The data
◇ ◇ ◇ ◇ ◇

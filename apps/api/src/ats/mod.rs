//! Resume upload endpoints: extract text from a file and optionally score it.

pub mod handlers;
use anyhow::Context;
use axum::{
    extract::{Multipart, State},
    Json,
};
use bytes::Bytes;
use serde::Serialize;
use tracing::{info, instrument};

use crate::errors::AppError;
use crate::extraction::{
    extract_document, ExtractionError, ExtractionOptions, RawDocument, ValidatedText,
};
use crate::scoring::ScoreReport;
use crate::state::AppState;

const FILE_FIELD: &str = "file";
const JOB_ROLE_FIELD: &str = "job_role";

/// The parts of a multipart upload the ATS endpoints care about.
#[derive(Debug, Default)]
pub struct Upload {
    pub file_name: Option<String>,
    pub content_type: Option<String>,
    pub bytes: Bytes,
    pub job_role: Option<String>,
}

#[derive(Debug, Serialize)]
pub struct ExtractResponse {
    pub file_name: Option<String>,
    pub extraction: ValidatedText,
}

#[derive(Debug, Serialize)]
pub struct ScoreResponse {
    pub file_name: Option<String>,
    pub extraction: ValidatedText,
    pub report: ScoreReport,
}

/// POST /api/v1/ats/extract
#[instrument(skip_all)]
pub async fn handle_extract(
    State(state): State<AppState>,
    multipart: Multipart,
) -> Result<Json<ExtractResponse>, AppError> {
    let upload = read_upload(multipart).await?;
    let extraction = extract_upload(&upload, state.options).await?;

    Ok(Json(ExtractResponse {
        file_name: upload.file_name,
        extraction,
    }))
}

/// POST /api/v1/ats/score
#[instrument(skip_all)]
pub async fn handle_score(
    State(state): State<AppState>,
    multipart: Multipart,
) -> Result<Json<ScoreResponse>, AppError> {
    let upload = read_upload(multipart).await?;
    let extraction = extract_upload(&upload, state.options).await?;

    let report = state
        .scorer
        .score(&extraction.text, upload.job_role.as_deref())
        .await?;
    info!(
        overall_score = report.overall_score,
        backend = %report.scorer_backend,
        "Resume scored"
    );

    Ok(Json(ScoreResponse {
        file_name: upload.file_name,
        extraction,
        report,
    }))
}

/// Collects the `file` and `job_role` fields; other fields are ignored.
async fn read_upload(mut multipart: Multipart) -> Result<Upload, AppError> {
    let mut upload = Upload::default();
    let mut has_file = false;

    while let Some(field) = multipart
        .next_field()
        .await
        .map_err(|e| AppError::Validation(e.body_text()))?
    {
        let name = field.name().unwrap_or_default().to_owned();
        match name.as_str() {
            FILE_FIELD => {
                upload.file_name = field
                    .file_name()
                    .map(str::to_owned)
                    .filter(|n| !n.is_empty());
                upload.content_type = field.content_type().map(str::to_owned);
                upload.bytes = field
                    .bytes()
                    .await
                    .map_err(|e| AppError::Validation(e.body_text()))?;
                // Browsers send an unnamed empty part when no file was chosen.
                has_file = upload.file_name.is_some() || !upload.bytes.is_empty();
            }
            JOB_ROLE_FIELD => {
                let role = field
                    .text()
                    .await
                    .map_err(|e| AppError::Validation(e.body_text()))?;
                upload.job_role = Some(role.trim().to_owned()).filter(|r| !r.is_empty());
            }
            _ => {}
        }
    }

    if !has_file {
        return Err(ExtractionError::NoFileProvided.into());
    }
    Ok(upload)
}

/// Runs the synchronous extraction pipeline on the blocking pool.
async fn extract_upload(
    upload: &Upload,
    options: ExtractionOptions,
) -> Result<ValidatedText, AppError> {
    let bytes = upload.bytes.clone();
    let file_name = upload.file_name.clone();
    let content_type = upload.content_type.clone();
    info!(
        file_name = file_name.as_deref().unwrap_or("<unnamed>"),
        bytes = bytes.len(),
        "Extracting uploaded document"
    );

    let extraction = tokio::task::spawn_blocking(move || {
        let doc = RawDocument {
            bytes: &bytes,
            file_name: file_name.as_deref(),
            content_type: content_type.as_deref(),
        };
        extract_document(&doc, &options)
    })
    .await
    .context("extraction task failed")??;

    Ok(extraction)
}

◇ ◇ ◇ ◇ ◇

Instructions to follow
Work out the number of lines above that include the string "Result" and write only that number.

Output below
4